There are always kids who love to read, love to study, and find true fulfillment in school work and expanding their minds. And then you have the other 95% of children -- those who would rather be outside playing with friends, riding bikes or watching SpongeBob. If you are like me, you may have a child who fits the second parameter. How in the world do you help encourage your child?
First, create a good study location for your child. Make it a friendly, welcoming and warm place, near you so that you can be available for guidance, support and redirection. Offer a snack, allow your child to get the wiggles out, and then have her sit down and start the work. Allow breaks every 15 minutes, and be available to help your child get back to studying.
Be in contact with your child's teacher. Maybe she has some guidance as to subjects at which your child excels, and quite possibly, she has encountered a reluctant student in the past. Is it at all possible that your child has a learning disability? We discovered that one of my children has a processing disorder, that combined with dysgraphia and ADD, made learning a monumentally uphill struggle. With proper guidance and careful medication, the results astounded all of us.
Is reading material the stumbling block for your child? Take your child with you to the bookstore and allow him to pick out his own preferred books. Don't underestimate the power of a cartoon book -- my own son loves to read the Calvin and Hobbes series as well as the Zits books, and he has become a phenomenal reader. Don't forget to let him see you enjoy reading! Talk about books that you have enjoyed and why you liked them, and encourage your child to share his favorite. Talk about an alternate ending.
Pick a subject that appeals to your child -- rocks, lizards, dinosaurs, cars, ballet -- and do a weekend unit of study. Let your child see that research doesn't have to be a dry and inorganic matter of sitting at a desk and reading boring textbooks. Find ways to bring the subject matter to life. Don't forget field trips, hands on experimentation and even play acting. Show your reluctant student that learning doesn't begin and end at school but occurs all day long, year round.

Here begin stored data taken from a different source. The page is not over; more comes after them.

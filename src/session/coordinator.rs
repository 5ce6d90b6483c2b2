//! Session coordinator
//!
//! Drives one call end to end. Three relay loops run concurrently:
//! - inbound relay: carrier audio -> voice session, gated during reconnect
//! - heartbeat: periodic keep-alive into the voice session
//! - the main loop here: voice events -> orchestrator turns, function-call
//!   dispatch, barge-in flush, synthesized audio -> carrier
//!
//! The loops share nothing but channels. A language switch closes the gate,
//! swaps the voice connection under the writer task, and reopens the gate;
//! audio arriving during the window is dropped, never buffered, so no stale
//! audio reaches a fresh session.

use super::telephony::{TelephonyInbound, TelephonyOutbound};
use super::voice::{
    build_settings, AgentCommand, AgentEvent, VoiceConfig, VoiceConnector, VoiceFrame, VoiceSink,
    VoiceStream,
};
use super::{CallRegistry, SessionPhase};
use crate::context::{CallContext, ContextUpdate, Language, TranscriptRole};
use crate::dialer::Dialer;
use crate::directory::AgentPersona;
use crate::orchestrator::{normalize_date_digits, NodeOrchestrator};
use crate::report::{build_report, ReportSink};
use serde_json::{Map, Value};
use std::sync::Arc;
use std::time::Duration;
use tokio::sync::{mpsc, watch};

const KEEPALIVE_INTERVAL: Duration = Duration::from_secs(30);
const AUDIO_CHANNEL_DEPTH: usize = 64;

/// Shared collaborators, owned by the process entry point.
#[derive(Clone)]
pub struct SessionDeps {
    pub orchestrator: Arc<NodeOrchestrator>,
    pub connector: Arc<dyn VoiceConnector>,
    pub dialer: Arc<dyn Dialer>,
    pub reports: Arc<dyn ReportSink>,
    pub registry: Arc<CallRegistry>,
}

/// Per-call configuration resolved before the stream opens.
#[derive(Clone)]
pub struct CallSettings {
    pub persona: AgentPersona,
    pub seed: Map<String, Value>,
    pub voice: VoiceConfig,
    pub transfer_number: String,
    pub public_url: String,
}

Finally, make homework a non-negotiable issue. Find the time that works best for your family, make a schedule and stick to it. A child with many after school activities may need to do homework after dinner, while a younger child may do best to complete homework right after school. Teenagers with jobs will need to learn time management and strategies for fitting their activities in without sacrificing their sleep. Above all, try to avoid making homework a power struggle. If you stay calm and in control, you might be very surprised at how much the battle decreases!